REAL WORLD DATA (RWD)
The use of real world data for the estimation of treatment effects in NICE decision making (June 2016, updated December 2016)
This report aims to assess the current guidance on the use of real world data (RWD) for the estimation of treatment effects in NICE decision making and identifies areas where further research or guidance is required. It builds on the NICE Decision Support Unit (DSU) Technical Support Document (TSD17) “The use of observational data to inform estimates of treatment effectiveness in technology appraisal: methods for comparative individual patient data” (Faria et al, 2015), which focused on methods commonly used to estimate treatment effects from non-randomised studies, where individual patient data (IPD) is available. This report expands on the TSD by considering how RWD has been used to inform decision making in seven of NICE’s programmes, how it could have been used and the guidance that NICE currently provides to those responsible for submitting evidence, critiquing evidence and making decisions based on those assessments.
Central to the concerns associated with the use of RWD is the issue of selection bias, which we define as bias that arises when comparing the effect of a treatment in groups that are systematically different in variables that have an independent effect on the outcome of interest (Faria et al, 2015). Attempts must be made at the study design, analysis and interpretation stage to try and mitigate this bias (Faria et al, 2015, Hernan and Robins, 2016). NICE is moving towards further use of RWD in its decision making, but selection bias is inevitable. Within the current methods guidance, there is considerable variation in the extent that different programmes deal with selection bias. However, none of the guides say how primary studies should deal with selection bias.

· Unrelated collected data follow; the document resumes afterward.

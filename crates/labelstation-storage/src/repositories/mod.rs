pub mod issuance;

pub use issuance::{IssuanceRepository, SqliteIssuanceRepository};
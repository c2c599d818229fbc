//! Base template artwork.
//!
//! The dynamic overlay is always drawn onto the template's base artwork so
//! that regulatory marks and logos printed on every label survive. Artwork
//! is read from disk on every composition.

use crate::error::{LabelError, Result};
use crate::template::LabelTemplate;
use image::imageops::{self, FilterType};
use image::{GrayImage, Luma};
use std::path::{Path, PathBuf};
use tracing::debug;

/// Source of base artwork.
#[derive(Debug, Clone, PartialEq, Eq)]
pub enum BaseAssets {
    /// Read `<dir>/<template.base_asset>`.
    Directory(PathBuf),
    /// Plain white stock, no artwork. Only chosen explicitly.
    Blank,
}

impl BaseAssets {
    pub fn directory(dir: impl Into<PathBuf>) -> Self {
        Self::Directory(dir.into())
    }

    /// Path of the artwork for `template`, if backed by a directory.
    pub fn path_for(&self, template: &LabelTemplate) -> Option<PathBuf> {
        match self {
            Self::Directory(dir) => Some(dir.join(&template.base_asset)),
            Self::Blank => None,
        }
    }

    /// Load the base page for `template` at exactly `width` x `height` dots.
    ///
    /// Artwork of a different resolution is resampled to the page size.
    ///
    /// # Errors
    /// `LabelError::AssetMissing` or `LabelError::AssetUnreadable`.
    pub fn load(&self, template: &LabelTemplate, width: u32, height: u32) -> Result<GrayImage> {
        let Some(path) = self.path_for(template) else {
            return Ok(GrayImage::from_pixel(width, height, Luma([255])));
        };

        let art = read_artwork(&path)?;
        if art.dimensions() == (width, height) {
            return Ok(art);
        }

        debug!(
            "Resampling {} from {}x{} to {}x{}",
            path.display(),
            art.width(),
            art.height(),
            width,
            height
        );
        Ok(imageops::resize(&art, width, height, FilterType::Triangle))
    }
}

fn read_artwork(path: &Path) -> Result<GrayImage> {
    if !path.is_file() {
        return Err(LabelError::AssetMissing {
            path: path.to_path_buf(),
        });
    }

    image::open(path)
        .map(|img| img.to_luma8())
        .map_err(|e| LabelError::AssetUnreadable {
            path: path.to_path_buf(),
            message: e.to_string(),
        })
}
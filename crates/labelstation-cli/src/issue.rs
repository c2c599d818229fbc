//! # Status and Issue Subcommands
//!
//! `status` reads the attached device and reports the readiness verdict.
//! `issue` runs one label through the station: validate, evaluate, compose,
//! record, print.

use anyhow::Result;
use clap::Args;
use labelstation_core::PolicyField;
use labelstation_station::{IssuanceTrail, station};
use std::io;
use tracing::debug;

use crate::{Context, EXIT_FAILED, EXIT_OK, render};

/// Arguments for the `labelstation issue` subcommand.
#[derive(Args, Debug)]
pub struct IssueArgs {
    /// Serial number, e.g. RC-103-000123.
    #[arg(value_name = "SERIAL")]
    pub serial: String,

    /// Record the issuance without printing.
    #[arg(long)]
    pub no_print: bool,

    /// Skip the calibration and timestamp checks for this issuance.
    #[arg(long)]
    pub relaxed: bool,
}

/// Execute the status subcommand.
///
/// Returns 0 when the device is ready, 2 otherwise.
pub async fn run_status(ctx: &Context) -> Result<u8> {
    let (station, db) = station::open(&ctx.config).await?;
    let status = station.readiness_status().await;
    db.close().await;

    ctx.output
        .emit(&mut io::stdout(), &status, || render::readiness(&status))?;

    Ok(if status.ready { EXIT_OK } else { EXIT_FAILED })
}

/// Execute the issue subcommand.
///
/// Returns 0 when the label was issued, 2 otherwise.
pub async fn run_issue(args: &IssueArgs, ctx: &Context) -> Result<u8> {
    let (station, db) = station::open(&ctx.config).await?;

    if args.no_print {
        station.policy().set(PolicyField::PhysicalPrint, false);
    }
    if args.relaxed {
        station.policy().set(PolicyField::DeviceValidation, false);
    }

    let mut trail = IssuanceTrail::new();
    let outcome = station.issue_label_traced(&args.serial, &mut trail).await;
    db.close().await;

    debug!(
        states = ?trail.states(),
        elapsed_ms = trail.elapsed().as_millis() as u64,
        "Issuance finished"
    );

    ctx.output.emit(&mut io::stdout(), &outcome.to_response(), || {
        render::outcome(&outcome)
    })?;

    Ok(if outcome.is_success() { EXIT_OK } else { EXIT_FAILED })
}
//! Shared domain types for the label station.
//!
//! Everything that more than one station crate needs to agree on lives here:
//! the serial-number grammar and the device types it selects, the operator
//! validation policy, and the lifecycle status of an issued label.
//!
//! ```
//! use labelstation_core::{DeviceType, SerialNumber};
//!
//! let serial: SerialNumber = "RC-103G-000123".parse().unwrap();
//! assert_eq!(serial.device_type(), DeviceType::Rc103G);
//! assert_eq!(serial.number(), "000123");
//! ```

pub mod constants;
pub mod error;
pub mod policy;
pub mod types;

pub use error::{Error, Result};
pub use policy::{PolicyField, ValidationPolicy};
pub use types::*;

/// Version info
pub const VERSION: &str = env!("CARGO_PKG_VERSION");
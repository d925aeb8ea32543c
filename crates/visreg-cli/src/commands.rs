//! CLI command definitions using clap

use clap::{Parser, Subcommand, ValueEnum};
use std::path::PathBuf;
use visreg::MaskRegion;

/// visreg: capture screenshot baselines and detect visual regressions
#[derive(Parser, Debug)]
#[command(name = "visreg")]
#[command(author, version, about, long_about = None)]
#[command(propagate_version = true)]
pub struct Cli {
    /// Verbosity level (-v, -vv)
    #[arg(short, long, action = clap::ArgAction::Count, global = true)]
    pub verbose: u8,

    /// Quiet mode (suppress non-error output)
    #[arg(short, long, global = true)]
    pub quiet: bool,

    /// Color output (auto, always, never)
    #[arg(long, default_value = "auto", global = true)]
    pub color: ColorArg,

    /// YAML configuration file
    #[arg(long, global = true)]
    pub config: Option<PathBuf>,

    /// Baseline directory (overrides the configuration file)
    #[arg(long, env = "VISREG_BASELINE_DIR", global = true)]
    pub baseline_dir: Option<PathBuf>,

    /// Subcommand to run
    #[command(subcommand)]
    pub command: Commands,
}

/// CLI subcommands
#[derive(Subcommand, Debug)]
pub enum Commands {
    /// Store an image as the baseline for a name
    Capture(CaptureArgs),

    /// Compare an image against a stored baseline
    ///
    /// Exit status: 0 on match, 1 on mismatch, 2 on error (including a
    /// missing baseline).
    Compare(CompareArgs),

    /// Print the perceptual hash of an image
    Hash(HashArgs),

    /// List stored baselines
    List,

    /// Delete a stored baseline
    Remove(RemoveArgs),
}

/// Arguments for the capture command
#[derive(Parser, Debug)]
pub struct CaptureArgs {
    /// Baseline name
    pub name: String,

    /// Image file (PNG or JPEG)
    pub image: PathBuf,
}

/// Arguments for the compare command
#[derive(Parser, Debug)]
pub struct CompareArgs {
    /// Baseline name
    pub name: String,

    /// Image file (PNG or JPEG)
    pub image: PathBuf,

    /// Similarity threshold (0.0-1.0) for this comparison
    #[arg(short, long, env = "VISREG_THRESHOLD")]
    pub threshold: Option<f64>,

    /// Rectangle to exclude, as x,y,width,height (repeatable)
    #[arg(short, long = "mask", value_parser = parse_mask)]
    pub masks: Vec<MaskRegion>,

    /// Fail when more than this many difference regions are found
    #[arg(long)]
    pub max_differences: Option<usize>,

    /// Skip the pixel diff when perceptual hashes are identical
    #[arg(long)]
    pub hash_prefilter: bool,

    /// Write baseline/current/diff images and result JSON to this directory
    #[arg(short, long)]
    pub report: Option<PathBuf>,

    /// Output format
    #[arg(short, long, default_value = "text")]
    pub format: OutputFormat,
}

/// Arguments for the hash command
#[derive(Parser, Debug)]
pub struct HashArgs {
    /// Image file (PNG or JPEG)
    pub image: PathBuf,

    /// Hash grid side length (size x size bits)
    #[arg(short, long)]
    pub size: Option<u32>,
}

/// Arguments for the remove command
#[derive(Parser, Debug)]
pub struct RemoveArgs {
    /// Baseline name
    pub name: String,
}

/// Result output format
#[derive(ValueEnum, Clone, Copy, Debug, Default, PartialEq, Eq)]
pub enum OutputFormat {
    /// Human-readable summary
    #[default]
    Text,
    /// ComparisonResult as JSON
    Json,
}

/// Color argument
#[derive(ValueEnum, Clone, Copy, Debug, Default, PartialEq, Eq)]
pub enum ColorArg {
    /// Automatic color detection
    #[default]
    Auto,
    /// Always use colors
    Always,
    /// Never use colors
    Never,
}

impl From<ColorArg> for crate::config::ColorChoice {
    fn from(arg: ColorArg) -> Self {
        match arg {
            ColorArg::Auto => Self::Auto,
            ColorArg::Always => Self::Always,
            ColorArg::Never => Self::Never,
        }
    }
}

fn parse_mask(value: &str) -> Result<MaskRegion, String> {
    value.parse().map_err(|e: visreg::VisregError| e.to_string())
}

The three case study examples in this report highlight some of the challenges associated with minimising selection bias when using RWD to estimate treatment effects. In particular, the hip replacement example shows how attempts to minimise selection bias require early investment at the design stage in accessing large-linked observational data. The MAGEC and Bosutinib examples illustrate that, if this investment is not made at the design stage, then it is very challenging to define the counterfactual so as to minimise selection bias.
The findings of this report highlight areas for future research and where further methods guidance could be developed. There should be further research into methods of synthesising data from various sources, such as single-arm trials and historical controls, and summary statistics, and methods for handling selection bias in context of large linked, longitudinal observational datasets, and within that, methods for handling time-varying confounding and sequential treatment decisions.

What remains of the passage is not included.